Она открыла глаза, перешагнула через край ванны своими прекрасными длинными ногами и покорно пошла за ним в спальню. Здесь Рубинчик одним рывком сбросил с кровати покрывало, одеяло и верхнюю простыню и опять приказал:
– Ложись!
– Можно, я выключу свет?
– Нет. Нельзя.
– Поцелуйте меня, Лев Михайлович… – попросила она.
– Потом. Ложись.
– Я боюсь… Он усмехнулся:
– Я тоже тебя боюсь. Ложись!
– Это будет больно?
– Это будет прекрасно! Но не сейчас. Позже. Ложись, не бойся.
Она вытянулась на кровати и отвернула голову к стене. Так в больнице ребенок отворачивается, чтобы не видеть, как ему сделают укол.
– Дурочка!… – улыбнулся Рубинчик, он уже снова вошел в свою роль Учителя, Первого Мужчины, Наставника. Мало ли что могло ему померещиться в ванной, под душем!
– Где у нас шампанское? – сказал он с улыбкой. – Где музыка?
Он вышел в гостиную, нашел среди пластинок «Болеро» Равеля, включил проигрыватель и принес шампанское в спальню. Сев на кровать рядом с Варей и поджав под себя по-восточному ноги, он, уже выполняя свой привычный ритуал, заставил ее выпить несколько глотков шампанского. И сам выпил полный бокал, потому что некоторый страх перед ее улиткой все еще оставался в нем. Но и любопытство разбирало, и он решил опустить все церемониальные речи и прочие мелкие детали подготовительного периода, а сразу перейти к главному.
Развернув Варю поперек кровати, он стал перед ней на колени, раздвинул ей ноги, положил их себе на плечи и с любопытством исследователя посмотрел на густую шелковистую опушку, за которой пряталась эта жадная улитка ее языческого темперамента.

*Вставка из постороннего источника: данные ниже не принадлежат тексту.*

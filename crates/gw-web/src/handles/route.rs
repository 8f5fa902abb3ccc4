//! Route fade transition handle

use gw_observers::{Lifecycle, RouteTransitionCoordinator};
use wasm_bindgen::prelude::*;

use crate::hal::{shared_hal, WebHal};
use crate::util::{invoke, to_json};

#[wasm_bindgen]
pub struct RouteTransition {
    coordinator: RouteTransitionCoordinator<WebHal>,
}

#[wasm_bindgen]
impl RouteTransition {
    #[wasm_bindgen(constructor)]
    pub fn new() -> Self {
        Self {
            coordinator: RouteTransitionCoordinator::new(shared_hal()),
        }
    }

    /// Starts from `location.pathname` and follows `popstate`
    pub fn mount(&mut self) {
        self.coordinator.mount();
    }

    pub fn unmount(&mut self) {
        self.coordinator.unmount();
    }

    #[wasm_bindgen(getter = isMounted)]
    pub fn is_mounted(&self) -> bool {
        self.coordinator.is_mounted()
    }

    /// Report a client-side navigation the router performed
    #[wasm_bindgen(js_name = setPath)]
    pub fn set_path(&self, path: &str) {
        self.coordinator.set_path(path);
    }

    #[wasm_bindgen(getter)]
    pub fn opacity(&self) -> f32 {
        self.coordinator.opacity()
    }

    /// `{ "phase": "exiting" | "entering" | "visible", ... }` or `null` before the first route
    #[wasm_bindgen(js_name = transitionState)]
    pub fn transition_state(&self) -> String {
        match self.coordinator.state() {
            Some(state) => to_json(&state),
            None => "null".to_string(),
        }
    }

    /// `callback(stateJson: string)`
    #[wasm_bindgen(js_name = onChange)]
    pub fn on_change(&self, callback: js_sys::Function) {
        self.coordinator.on_change(move |state| {
            invoke(&callback, &JsValue::from_str(&to_json(state)));
        });
    }
}

impl Default for RouteTransition {
    fn default() -> Self {
        Self::new()
    }
}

Но все было спокойно там, все было как обычно – разве что не было в этом бледном кремовом бутоне той слежалости, как у всех предыдущих Ярославен. И выше, за опушкой, тоже все было родное, знакомое, русское и любимое – поток теплой и нежной белой плоти с мягкой впадиной нежного живота, два холмика груди, длинная лебединая шея и запрокинутый подбородок.